---- Supplied material

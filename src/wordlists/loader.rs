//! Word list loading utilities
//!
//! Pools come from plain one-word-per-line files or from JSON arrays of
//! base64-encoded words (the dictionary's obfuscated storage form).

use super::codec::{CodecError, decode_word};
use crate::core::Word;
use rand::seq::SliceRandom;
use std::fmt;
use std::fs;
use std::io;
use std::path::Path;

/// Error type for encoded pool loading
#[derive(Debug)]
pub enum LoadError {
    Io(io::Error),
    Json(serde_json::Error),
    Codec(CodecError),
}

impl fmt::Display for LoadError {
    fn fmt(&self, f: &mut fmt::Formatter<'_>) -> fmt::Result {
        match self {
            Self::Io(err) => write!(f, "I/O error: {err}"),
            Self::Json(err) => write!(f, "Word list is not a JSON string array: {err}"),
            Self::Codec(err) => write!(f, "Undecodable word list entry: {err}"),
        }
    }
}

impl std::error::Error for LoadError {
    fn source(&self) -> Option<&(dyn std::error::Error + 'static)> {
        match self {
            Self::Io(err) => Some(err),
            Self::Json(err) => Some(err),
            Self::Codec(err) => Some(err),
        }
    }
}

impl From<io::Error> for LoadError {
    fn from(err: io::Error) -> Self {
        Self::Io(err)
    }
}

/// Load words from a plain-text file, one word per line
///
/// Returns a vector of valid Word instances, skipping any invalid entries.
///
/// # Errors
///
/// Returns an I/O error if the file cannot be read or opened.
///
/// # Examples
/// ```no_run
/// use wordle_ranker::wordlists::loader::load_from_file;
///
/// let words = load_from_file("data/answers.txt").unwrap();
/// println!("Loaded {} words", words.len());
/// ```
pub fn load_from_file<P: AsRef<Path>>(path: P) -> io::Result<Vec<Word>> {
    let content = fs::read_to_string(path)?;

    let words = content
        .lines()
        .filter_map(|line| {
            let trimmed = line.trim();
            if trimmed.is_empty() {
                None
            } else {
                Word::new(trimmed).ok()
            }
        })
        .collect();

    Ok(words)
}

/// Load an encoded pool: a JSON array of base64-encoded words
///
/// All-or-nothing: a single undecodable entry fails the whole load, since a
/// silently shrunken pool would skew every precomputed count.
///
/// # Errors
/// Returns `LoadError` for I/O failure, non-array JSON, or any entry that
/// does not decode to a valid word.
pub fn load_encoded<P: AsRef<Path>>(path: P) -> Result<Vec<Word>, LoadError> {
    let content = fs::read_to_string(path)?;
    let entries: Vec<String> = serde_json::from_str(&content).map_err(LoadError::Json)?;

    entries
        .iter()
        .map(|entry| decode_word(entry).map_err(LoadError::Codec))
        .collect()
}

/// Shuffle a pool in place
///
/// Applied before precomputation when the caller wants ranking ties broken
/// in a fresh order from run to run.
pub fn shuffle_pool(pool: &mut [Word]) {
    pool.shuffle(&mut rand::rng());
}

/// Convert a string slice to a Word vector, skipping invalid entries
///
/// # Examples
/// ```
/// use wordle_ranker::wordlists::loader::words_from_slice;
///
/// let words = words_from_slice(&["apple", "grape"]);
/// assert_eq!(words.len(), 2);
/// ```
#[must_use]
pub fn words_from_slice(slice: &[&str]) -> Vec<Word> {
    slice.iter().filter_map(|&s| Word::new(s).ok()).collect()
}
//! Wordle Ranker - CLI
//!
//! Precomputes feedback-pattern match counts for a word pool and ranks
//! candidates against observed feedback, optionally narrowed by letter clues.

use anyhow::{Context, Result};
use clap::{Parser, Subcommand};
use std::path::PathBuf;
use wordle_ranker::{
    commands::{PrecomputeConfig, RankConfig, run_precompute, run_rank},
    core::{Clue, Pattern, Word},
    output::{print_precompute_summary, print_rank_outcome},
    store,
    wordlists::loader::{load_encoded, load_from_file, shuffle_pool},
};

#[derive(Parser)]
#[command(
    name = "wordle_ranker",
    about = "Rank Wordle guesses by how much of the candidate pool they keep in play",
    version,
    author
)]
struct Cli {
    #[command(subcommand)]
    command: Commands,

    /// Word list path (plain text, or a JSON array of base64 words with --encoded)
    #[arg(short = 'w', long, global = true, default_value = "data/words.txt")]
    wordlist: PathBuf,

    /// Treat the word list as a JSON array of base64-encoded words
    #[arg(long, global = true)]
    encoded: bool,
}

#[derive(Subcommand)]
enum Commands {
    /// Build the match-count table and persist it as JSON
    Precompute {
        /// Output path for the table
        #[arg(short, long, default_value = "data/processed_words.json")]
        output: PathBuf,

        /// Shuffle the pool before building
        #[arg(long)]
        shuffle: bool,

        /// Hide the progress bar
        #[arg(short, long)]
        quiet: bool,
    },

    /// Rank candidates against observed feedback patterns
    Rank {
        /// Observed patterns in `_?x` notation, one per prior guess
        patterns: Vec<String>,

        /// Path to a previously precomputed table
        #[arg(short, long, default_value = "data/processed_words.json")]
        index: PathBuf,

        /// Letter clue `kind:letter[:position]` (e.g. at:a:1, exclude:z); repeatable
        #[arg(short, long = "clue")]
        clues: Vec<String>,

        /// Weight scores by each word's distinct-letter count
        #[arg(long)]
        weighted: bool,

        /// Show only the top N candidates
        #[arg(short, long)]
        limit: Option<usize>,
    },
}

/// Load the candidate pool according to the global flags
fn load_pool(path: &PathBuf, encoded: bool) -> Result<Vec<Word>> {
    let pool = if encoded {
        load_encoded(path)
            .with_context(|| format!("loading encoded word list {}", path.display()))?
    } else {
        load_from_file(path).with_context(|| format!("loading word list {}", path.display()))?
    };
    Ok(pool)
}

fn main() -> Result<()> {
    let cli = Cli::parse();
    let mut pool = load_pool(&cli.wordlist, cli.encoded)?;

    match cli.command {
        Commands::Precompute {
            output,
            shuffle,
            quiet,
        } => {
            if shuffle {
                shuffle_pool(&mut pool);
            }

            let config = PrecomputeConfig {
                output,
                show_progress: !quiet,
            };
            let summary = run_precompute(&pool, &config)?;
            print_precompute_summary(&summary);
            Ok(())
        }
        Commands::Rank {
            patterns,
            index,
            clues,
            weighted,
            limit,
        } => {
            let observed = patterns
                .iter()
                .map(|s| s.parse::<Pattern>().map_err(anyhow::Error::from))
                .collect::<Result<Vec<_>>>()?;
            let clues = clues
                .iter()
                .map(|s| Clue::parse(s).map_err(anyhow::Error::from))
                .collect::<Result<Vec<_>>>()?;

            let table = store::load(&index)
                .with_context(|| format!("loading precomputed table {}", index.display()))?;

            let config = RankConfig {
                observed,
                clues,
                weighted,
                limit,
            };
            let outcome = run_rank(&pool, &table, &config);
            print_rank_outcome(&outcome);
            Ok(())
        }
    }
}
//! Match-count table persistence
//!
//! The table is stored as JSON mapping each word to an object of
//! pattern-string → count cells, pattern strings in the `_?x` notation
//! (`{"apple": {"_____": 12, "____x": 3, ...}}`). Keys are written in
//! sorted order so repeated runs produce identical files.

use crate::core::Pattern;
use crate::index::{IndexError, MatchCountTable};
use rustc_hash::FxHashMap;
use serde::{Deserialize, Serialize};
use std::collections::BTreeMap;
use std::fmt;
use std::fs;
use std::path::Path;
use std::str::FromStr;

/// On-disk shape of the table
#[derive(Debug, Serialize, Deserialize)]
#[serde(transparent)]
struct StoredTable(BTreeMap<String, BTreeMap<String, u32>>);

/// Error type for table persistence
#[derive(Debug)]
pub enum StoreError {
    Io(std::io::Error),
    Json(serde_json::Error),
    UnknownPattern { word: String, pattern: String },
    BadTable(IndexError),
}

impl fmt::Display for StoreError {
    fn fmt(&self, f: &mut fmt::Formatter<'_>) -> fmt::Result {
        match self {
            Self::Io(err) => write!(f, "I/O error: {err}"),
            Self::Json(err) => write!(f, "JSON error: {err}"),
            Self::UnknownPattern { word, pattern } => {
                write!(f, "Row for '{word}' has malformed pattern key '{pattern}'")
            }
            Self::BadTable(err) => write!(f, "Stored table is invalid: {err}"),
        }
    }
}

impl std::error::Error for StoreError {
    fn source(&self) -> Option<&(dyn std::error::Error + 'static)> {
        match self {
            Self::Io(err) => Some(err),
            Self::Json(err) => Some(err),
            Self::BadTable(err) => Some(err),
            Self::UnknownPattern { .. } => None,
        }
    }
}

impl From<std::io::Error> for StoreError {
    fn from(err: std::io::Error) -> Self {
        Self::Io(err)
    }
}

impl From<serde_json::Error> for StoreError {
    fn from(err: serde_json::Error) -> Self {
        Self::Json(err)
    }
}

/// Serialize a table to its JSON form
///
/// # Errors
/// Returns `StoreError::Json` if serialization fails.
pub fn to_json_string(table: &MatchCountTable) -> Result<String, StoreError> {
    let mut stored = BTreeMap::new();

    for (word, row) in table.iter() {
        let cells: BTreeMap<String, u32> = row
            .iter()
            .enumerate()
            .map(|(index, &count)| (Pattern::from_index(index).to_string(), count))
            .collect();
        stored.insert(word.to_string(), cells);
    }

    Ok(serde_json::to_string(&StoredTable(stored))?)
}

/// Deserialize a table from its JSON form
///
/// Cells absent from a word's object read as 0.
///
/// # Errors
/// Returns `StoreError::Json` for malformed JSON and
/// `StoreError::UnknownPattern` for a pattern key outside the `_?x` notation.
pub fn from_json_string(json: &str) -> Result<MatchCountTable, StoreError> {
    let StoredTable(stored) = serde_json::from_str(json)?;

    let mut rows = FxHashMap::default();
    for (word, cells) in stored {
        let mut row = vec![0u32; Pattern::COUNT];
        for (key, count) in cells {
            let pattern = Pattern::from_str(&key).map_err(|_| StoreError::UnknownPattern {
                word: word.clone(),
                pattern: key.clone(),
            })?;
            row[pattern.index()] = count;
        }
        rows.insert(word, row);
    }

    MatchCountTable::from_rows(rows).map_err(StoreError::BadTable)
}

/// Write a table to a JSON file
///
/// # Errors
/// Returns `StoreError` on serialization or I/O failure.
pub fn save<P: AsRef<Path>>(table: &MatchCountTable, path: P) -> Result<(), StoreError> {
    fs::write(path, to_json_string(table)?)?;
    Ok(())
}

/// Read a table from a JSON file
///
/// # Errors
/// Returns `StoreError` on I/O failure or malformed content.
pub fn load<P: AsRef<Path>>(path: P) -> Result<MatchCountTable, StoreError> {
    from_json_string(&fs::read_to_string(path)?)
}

--------

All lines with the word "patterns" need to be copied from the data above.

**Task output:**
    /// Rank candidates against observed feedback patterns
        /// Observed patterns in `_?x` notation, one per prior guess
        patterns: Vec<String>,
            patterns,
            let observed = patterns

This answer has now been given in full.